PROVIDED ENTRIES.
########
#[cfg(test)]
mod tests {
    use super::*;
    use crate::types::AgeRating;

    fn movie(title: &str) -> Content {
        Content::new(ContentType::Movie, title, 2023, AgeRating::PG)
    }

    #[test]
    fn test_empty_predicate_matches_active_only() {
        let predicate = ContentPredicate::new();
        let mut content = movie("Anything");
        assert!(predicate.matches(&content));

        content.is_active = false;
        assert!(!predicate.matches(&content));
    }

    #[test]
    fn test_empty_predicate_sql_is_active_check() {
        let fragment = ContentPredicate::new().to_sql(1);
        assert_eq!(fragment.clause, "is_active = TRUE");
        assert!(fragment.binds.is_empty());
    }

    #[test]
    fn test_multi_value_dimension_ors_internally() {
        let predicate = ContentPredicate::new()
            .with_content_types(vec![ContentType::Movie, ContentType::Series]);

        assert!(predicate.matches(&movie("A")));

        let series = Content::new(ContentType::Series, "B", 2023, AgeRating::PG);
        assert!(predicate.matches(&series));

        let short = Content::new(ContentType::Short, "C", 2023, AgeRating::PG);
        assert!(!predicate.matches(&short));
    }

    #[test]
    fn test_dimensions_and_across() {
        let predicate = ContentPredicate::new()
            .with_content_types(vec![ContentType::Movie])
            .with_genres(vec!["Action".to_string()]);

        let mut content = movie("A");
        content.genres = vec!["Drama".to_string()];
        assert!(!predicate.matches(&content));

        content.genres = vec!["Action".to_string(), "Drama".to_string()];
        assert!(predicate.matches(&content));
    }

    #[test]
    fn test_upcoming_excludes_archived() {
        let predicate = ContentPredicate::new().upcoming_after(2023);

        let mut draft = movie("Coming Soon");
        draft.status = ContentStatus::Draft;
        assert!(predicate.matches(&draft));

        let mut future = movie("Next Year");
        future.status = ContentStatus::Published;
        future.release_year = 2024;
        assert!(predicate.matches(&future));

        let mut archived = movie("Taken Down");
        archived.status = ContentStatus::Archived;
        assert!(!predicate.matches(&archived));

        let fragment = predicate.to_sql(1);
        assert!(fragment
            .clause
            .contains("(release_year > $1 OR status IN ('draft', 'processing'))"));
    }

    #[test]
    fn test_genre_overlap_semantics() {
        let predicate =
            ContentPredicate::new().with_genres(vec!["Action".to_string(), "Comedy".to_string()]);

        let mut content = movie("A");
        content.genres = vec!["Comedy".to_string()];
        // overlap, not exact-set equality
        assert!(predicate.matches(&content));
    }

    #[test]
    fn test_release_year_range() {
        let predicate = ContentPredicate::new().with_release_years(Some(2020), Some(2024));

        let mut content = movie("A");
        content.release_year = 2019;
        assert!(!predicate.matches(&content));
        content.release_year = 2020;
        assert!(predicate.matches(&content));
        content.release_year = 2025;
        assert!(!predicate.matches(&content));
    }

    #[test]
    fn test_featured_filter() {
        let featured_only = ContentPredicate::new().with_featured(true);
        let mut content = movie("A");
        assert!(!featured_only.matches(&content));

        content.featured_at = Some(chrono::Utc::now());
        assert!(featured_only.matches(&content));
    }

    #[test]
    fn test_kid_safe_requires_both_rating_and_genre() {
        let predicate = ContentPredicate::new().child_safe();

        let mut content = movie("A");
        content.age_rating = AgeRating::PG;
        content.genres = vec!["Horror".to_string()];
        assert!(!predicate.matches(&content));

        content.genres = vec!["Animation".to_string()];
        assert!(predicate.matches(&content));

        content.age_rating = AgeRating::R;
        assert!(!predicate.matches(&content));
    }

    #[test]
    fn test_sql_placeholders_are_sequential_and_parameterized() {
        let fragment = ContentPredicate::new()
            .with_content_types(vec![ContentType::Movie])
            .with_genres(vec!["Action".to_string()])
            .with_release_years(Some(2020), None)
            .to_sql(3);

        assert!(fragment.clause.contains("content_type = ANY($3)"));
        assert!(fragment.clause.contains("genres && $4::text[]"));
        assert!(fragment.clause.contains("release_year >= $5"));
        assert_eq!(fragment.binds.len(), 3);
        // no literal values leak into the clause
        assert!(!fragment.clause.contains("Action"));
    }

    #[test]
    fn test_search_sql_reuses_single_bind() {
        let fragment = ContentPredicate::new().with_search_term("batman").to_sql(1);
        assert_eq!(fragment.binds.len(), 1);
        assert_eq!(fragment.binds[0], BindValue::Text("%batman%".to_string()));
        assert!(fragment.clause.contains("title ILIKE $1"));
        assert!(fragment.clause.contains("unnest(cast_members)"));
    }

    #[test]
    fn test_escape_like_metacharacters() {
        assert_eq!(escape_like("100%"), "100\\%");
        assert_eq!(escape_like("a_b"), "a\\_b");
        assert_eq!(escape_like("a\\b"), "a\\\\b");
    }

    #[test]
    fn test_base_search_matches_fields() {
        let mut content = movie("The Batman");
        assert!(base_search_matches(&content, "batman"));
        assert!(base_search_matches(&content, "BATMAN"));

        content.title = "Unrelated".to_string();
        content.cast_members = vec!["Robert Pattinson".to_string()];
        assert!(base_search_matches(&content, "pattinson"));

        content.cast_members.clear();
        assert!(!base_search_matches(&content, "batman"));
    }

    #[test]
    fn test_order_recency_sort_stable() {
        let mut a = movie("A");
        a.release_year = 2020;
        let mut b = movie("B");
        b.release_year = 2024;

        let mut items = vec![a.clone(), b.clone()];
        ContentOrder::Recency.sort(&mut items);
        assert_eq!(items[0].id, b.id);
        assert_eq!(items[1].id, a.id);
    }

    #[test]
    fn test_geo_conjunct_in_memory() {
        let predicate = ContentPredicate::new().geo_gated("DE");

        let mut content = movie("A");
        content.globally_available = false;
        content.available_countries = vec!["US".to_string()];
        assert!(!predicate.matches(&content));

        content.available_countries.push("DE".to_string());
        assert!(predicate.matches(&content));

        content.restricted_countries = vec!["DE".to_string()];
        assert!(!predicate.matches(&content));
    }
}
########
TASK TO COMPLETE. Type out all of the records again, exactly.

RESPONSE BOX.
#[cfg(test)]
mod tests {
    use super::*;
    use crate::types::AgeRating;

    fn movie(title: &str) -> Content {
        Content::new(ContentType::Movie, title, 2023, AgeRating::PG)
    }

    #[test]
    fn test_empty_predicate_matches_active_only() {
        let predicate = ContentPredicate::new();
        let mut content = movie("Anything");
        assert!(predicate.matches(&content));

        content.is_active = false;
        assert!(!predicate.matches(&content));
    }

    #[test]
    fn test_empty_predicate_sql_is_active_check() {
        let fragment = ContentPredicate::new().to_sql(1);
        assert_eq!(fragment.clause, "is_active = TRUE");
        assert!(fragment.binds.is_empty());
    }

    #[test]
    fn test_multi_value_dimension_ors_internally() {
        let predicate = ContentPredicate::new()
            .with_content_types(vec![ContentType::Movie, ContentType::Series]);

        assert!(predicate.matches(&movie("A")));

        let series = Content::new(ContentType::Series, "B", 2023, AgeRating::PG);
        assert!(predicate.matches(&series));

        let short = Content::new(ContentType::Short, "C", 2023, AgeRating::PG);
        assert!(!predicate.matches(&short));
    }

    #[test]
    fn test_dimensions_and_across() {
        let predicate = ContentPredicate::new()
            .with_content_types(vec![ContentType::Movie])
            .with_genres(vec!["Action".to_string()]);

        let mut content = movie("A");
        content.genres = vec!["Drama".to_string()];
        assert!(!predicate.matches(&content));

        content.genres = vec!["Action".to_string(), "Drama".to_string()];
        assert!(predicate.matches(&content));
    }

    #[test]
    fn test_upcoming_excludes_archived() {
        let predicate = ContentPredicate::new().upcoming_after(2023);

        let mut draft = movie("Coming Soon");
        draft.status = ContentStatus::Draft;
        assert!(predicate.matches(&draft));

        let mut future = movie("Next Year");
        future.status = ContentStatus::Published;
        future.release_year = 2024;
        assert!(predicate.matches(&future));

        let mut archived = movie("Taken Down");
        archived.status = ContentStatus::Archived;
        assert!(!predicate.matches(&archived));

        let fragment = predicate.to_sql(1);
        assert!(fragment
            .clause
            .contains("(release_year > $1 OR status IN ('draft', 'processing'))"));
    }

    #[test]
    fn test_genre_overlap_semantics() {
        let predicate =
            ContentPredicate::new().with_genres(vec!["Action".to_string(), "Comedy".to_string()]);

        let mut content = movie("A");
        content.genres = vec!["Comedy".to_string()];
        // overlap, not exact-set equality
        assert!(predicate.matches(&content));
    }

    #[test]
    fn test_release_year_range() {
        let predicate = ContentPredicate::new().with_release_years(Some(2020), Some(2024));

        let mut content = movie("A");
        content.release_year = 2019;
        assert!(!predicate.matches(&content));
        content.release_year = 2020;
        assert!(predicate.matches(&content));
        content.release_year = 2025;
        assert!(!predicate.matches(&content));
    }

    #[test]
    fn test_featured_filter() {
        let featured_only = ContentPredicate::new().with_featured(true);
        let mut content = movie("A");
        assert!(!featured_only.matches(&content));

        content.featured_at = Some(chrono::Utc::now());
        assert!(featured_only.matches(&content));
    }

    #[test]
    fn test_kid_safe_requires_both_rating_and_genre() {
        let predicate = ContentPredicate::new().child_safe();

        let mut content = movie("A");
        content.age_rating = AgeRating::PG;
        content.genres = vec!["Horror".to_string()];
        assert!(!predicate.matches(&content));

        content.genres = vec!["Animation".to_string()];
        assert!(predicate.matches(&content));

        content.age_rating = AgeRating::R;
        assert!(!predicate.matches(&content));
    }

    #[test]
    fn test_sql_placeholders_are_sequential_and_parameterized() {
        let fragment = ContentPredicate::new()
            .with_content_types(vec![ContentType::Movie])
            .with_genres(vec!["Action".to_string()])
            .with_release_years(Some(2020), None)
            .to_sql(3);

        assert!(fragment.clause.contains("content_type = ANY($3)"));
        assert!(fragment.clause.contains("genres && $4::text[]"));
        assert!(fragment.clause.contains("release_year >= $5"));
        assert_eq!(fragment.binds.len(), 3);
        // no literal values leak into the clause
        assert!(!fragment.clause.contains("Action"));
    }

    #[test]
    fn test_search_sql_reuses_single_bind() {
        let fragment = ContentPredicate::new().with_search_term("batman").to_sql(1);
        assert_eq!(fragment.binds.len(), 1);
        assert_eq!(fragment.binds[0], BindValue::Text("%batman%".to_string()));
        assert!(fragment.clause.contains("title ILIKE $1"));
        assert!(fragment.clause.contains("unnest(cast_members)"));
    }

    #[test]
    fn test_escape_like_metacharacters() {
        assert_eq!(escape_like("100%"), "100\\%");
        assert_eq!(escape_like("a_b"), "a\\_b");
        assert_eq!(escape_like("a\\b"), "a\\\\b");
    }

    #[test]
    fn test_base_search_matches_fields() {
        let mut content = movie("The Batman");
        assert!(base_search_matches(&content, "batman"));
        assert!(base_search_matches(&content, "BATMAN"));

        content.title = "Unrelated".to_string();
        content.cast_members = vec!["Robert Pattinson".to_string()];
        assert!(base_search_matches(&content, "pattinson"));

        content.cast_members.clear();
        assert!(!base_search_matches(&content, "batman"));
    }

    #[test]
    fn test_order_recency_sort_stable() {
        let mut a = movie("A");
        a.release_year = 2020;
        let mut b = movie("B");
        b.release_year = 2024;

        let mut items = vec![a.clone(), b.clone()];
        ContentOrder::Recency.sort(&mut items);
        assert_eq!(items[0].id, b.id);
        assert_eq!(items[1].id, a.id);
    }

    #[test]
    fn test_geo_conjunct_in_memory() {
        let predicate = ContentPredicate::new().geo_gated("DE");

        let mut content = movie("A");
        content.globally_available = false;
        content.available_countries = vec!["US".to_string()];
        assert!(!predicate.matches(&content));

        content.available_countries.push("DE".to_string());
        assert!(predicate.matches(&content));

        content.restricted_countries = vec!["DE".to_string()];
        assert!(!predicate.matches(&content));
    }
}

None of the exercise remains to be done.